Here some suggested organisations that offer expert advice on SN.
New here... baby with CP(51 Posts)
My little boy was born in December and suffered hypoxia at birth - spent 3 weeks in SCBU and we were told at the time that he was likely to have some degree of CP. Since coming home he has been doing well generally but I had started to notice that he wasn't moving in the same way as other babies - I brought forward our 6 month hospital check up but the registrar we saw didn't seem frankly to know much about what she was talking about although did refer us to physio at my insistence. Anyway as it was taking ages to get hospital physio appointment and I was getting increasingly concerned we went to see a private paediatric physio today, and he confirmed that in his opinion he does have CP, affecting all four limbs although much worse in arms than legs. Said it was good that we had come in so early so could get therapy started v. young.
So anyway I feel a bit weird now - there have been so many tears since he was born but now our fears have been confirmed (albeit I know not a formal diagnosis) I almost feel relieved that I now know the worst and can focus on what we can do to help him. I am really annoyed at the hands off approach of the hospital given the results of his MRI, I would have thought they would check him more often and get him on physio asap - if it wasn't for me pushing nothing would have happened for another 2 months.

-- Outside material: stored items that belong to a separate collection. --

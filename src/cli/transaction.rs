//! Transaction CLI commands

use clap::Subcommand;

use super::parse_amount;
use crate::config::Settings;
use crate::display::{format_transaction_details, format_transaction_table};
use crate::error::{FinanceError, FinanceResult};
use crate::models::{parse_date, TransactionDraft, TransactionId, TransactionType};
use crate::services::{FinanceTracker, TransactionFilter};
use crate::storage::KeyValueStore;

/// Transaction subcommands
#[derive(Subcommand)]
pub enum TransactionCommands {
    /// Record a new transaction
    Add {
        /// Amount (e.g., "150" or "150.00")
        #[arg(allow_hyphen_values = true)]
        amount: String,
        /// Either "income" or "expense"
        #[arg(value_name = "TYPE")]
        kind: String,
        /// Category label
        #[arg(short, long)]
        category: Option<String>,
        /// Transaction date (YYYY-MM-DD), defaults to now
        #[arg(short, long)]
        date: Option<String>,
    },

    /// Change fields of an existing transaction
    Edit {
        /// Transaction ID
        id: String,
        /// New amount
        #[arg(short, long, allow_hyphen_values = true)]
        amount: Option<String>,
        /// New type
        #[arg(short = 't', long = "type", value_name = "TYPE")]
        kind: Option<String>,
        /// New category label
        #[arg(short, long)]
        category: Option<String>,
        /// New date (YYYY-MM-DD)
        #[arg(short, long)]
        date: Option<String>,
    },

    /// Delete a transaction
    #[command(alias = "rm")]
    Remove {
        /// Transaction ID
        id: String,
    },

    /// Show transaction details
    Show {
        /// Transaction ID
        id: String,
    },

    /// List transactions, newest first
    List {
        /// Only this category
        #[arg(short, long)]
        category: Option<String>,
        /// Only "income" or "expense"
        #[arg(short = 't', long = "type", value_name = "TYPE")]
        kind: Option<String>,
        /// Earliest date (YYYY-MM-DD)
        #[arg(long)]
        from: Option<String>,
        /// Latest date (YYYY-MM-DD)
        #[arg(long)]
        to: Option<String>,
        /// Number of transactions to show
        #[arg(short, long, default_value = "20")]
        limit: usize,
    },
}

fn parse_id(input: &str) -> FinanceResult<TransactionId> {
    input
        .parse()
        .map_err(|_| FinanceError::transaction_not_found(input.trim()))
}

/// Handle a transaction command
pub fn handle_transaction_command<S: KeyValueStore>(
    tracker: &mut FinanceTracker<S>,
    settings: &Settings,
    cmd: TransactionCommands,
) -> FinanceResult<()> {
    match cmd {
        TransactionCommands::Add {
            amount,
            kind,
            category,
            date,
        } => {
            let mut draft = TransactionDraft::new().amount(amount).kind(kind);
            if let Some(category) = category {
                draft = draft.category(category);
            }
            if let Some(date) = date {
                draft = draft.date(date);
            }
            let new = draft.validate()?;

            if !new.category.is_empty() && !tracker.categories().contains(&new.category) {
                println!("Note: '{}' is not a known category", new.category);
            }

            let txn = tracker.add_transaction(new)?;
            println!(
                "Recorded {}: {}",
                txn.kind,
                txn.amount.format_with_code(tracker.currency().code())
            );
            println!("  ID: {}", txn.id);
        }

        TransactionCommands::Edit {
            id,
            amount,
            kind,
            category,
            date,
        } => {
            let id = parse_id(&id)?;
            let mut txn = tracker
                .transaction(id)
                .cloned()
                .ok_or_else(|| FinanceError::transaction_not_found(id.to_string()))?;

            if let Some(amount) = amount {
                txn.amount = parse_amount(&amount)?;
            }
            if let Some(kind) = kind {
                txn.kind = kind.parse()?;
            }
            if let Some(category) = category {
                txn.category = category.trim().to_string();
            }
            if let Some(date) = date {
                txn.date = parse_date(&date)?;
            }

            tracker.edit_transaction(txn)?;
            println!("Updated transaction {}", id);
        }

        TransactionCommands::Remove { id } => {
            let id = parse_id(&id)?;
            if !tracker.remove_transaction(id)? {
                return Err(FinanceError::transaction_not_found(id.to_string()));
            }
            println!("Removed transaction {}", id);
        }

        TransactionCommands::Show { id } => {
            let id = parse_id(&id)?;
            let txn = tracker
                .transaction(id)
                .ok_or_else(|| FinanceError::transaction_not_found(id.to_string()))?;
            print!(
                "{}",
                format_transaction_details(txn, tracker.categories(), tracker.currency().code())
            );
        }

        TransactionCommands::List {
            category,
            kind,
            from,
            to,
            limit,
        } => {
            let mut filter = TransactionFilter::new().limit(limit);
            if let Some(category) = category {
                filter = filter.category(category);
            }
            if let Some(kind) = kind {
                filter = filter.kind(kind.parse::<TransactionType>()?);
            }
            let from = from.as_deref().map(parse_date).transpose()?;
            let to = to.as_deref().map(parse_date).transpose()?;
            filter = filter.date_range(from, to);

            let transactions = tracker.list(&filter);
            print!(
                "{}",
                format_transaction_table(transactions, tracker.categories(), &settings.date_format)
            );
        }
    }

    Ok(())
}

The worst thing is the guilt I feel which will be with me for the rest of my life - I feel it was me who caused it as chose to go for a home birth. My pregnancy was fine and home births are really promoted in our area and I really thought it would be the best way for him to enter the world. We only live 5 mins from the hospital anyway so I thought it would be no problem if we needed to transfer. The labour seemed to go fine as far as I know, according to the midwives attending it was a textbook labour, but the pushing stage did take quite a while and at some point he managed to tangle himself up in the cord and swallow a lot of meconium. So now of course I can't stop wondering if things would have been different had we been in hospital and thinking how stupid I was to have this idealistic image of the perfect natural birth. I feel so isolated from everyone I know as well with their babies - the moment of Harry's birth was just like stepping suddenly into a nightmare, the memory of it haunts me all the time and I can't bear it when I hear other people's birth announcements as it just reminds me of that moment and makes me feel sick thinking about what might have been.
Anyway sorry this has gone on so long, I just wanted to reach out to some people who might understand. I do love him so much and and so proud of him, he tries so hard to do everything and I hope we can make his life happy.
there are some lovely aldies here with children with CP, and lots of us with other child dx's but a listening ear
You might wish to seek out Riven who had a HB resulting in a CP dx (I am pro HB as mine went well but know that it can be an issue for soem)
Guilt is normal after any dx though, and is something we have to work our way through as its essentially a pointless emotion.
<<hugs>>and again, welcome X
Hello, I have an 8 year old dd who has CP, born at 27 weeks of gestation.
I am just about to head out to a local SN fundraising evening, so cannot write much, but wanted to say welcome.
Welcome to the SN boards! There are several posters who have lots of experience of cp so I'm sure you'll be benefiting from their collective wisdom very soon.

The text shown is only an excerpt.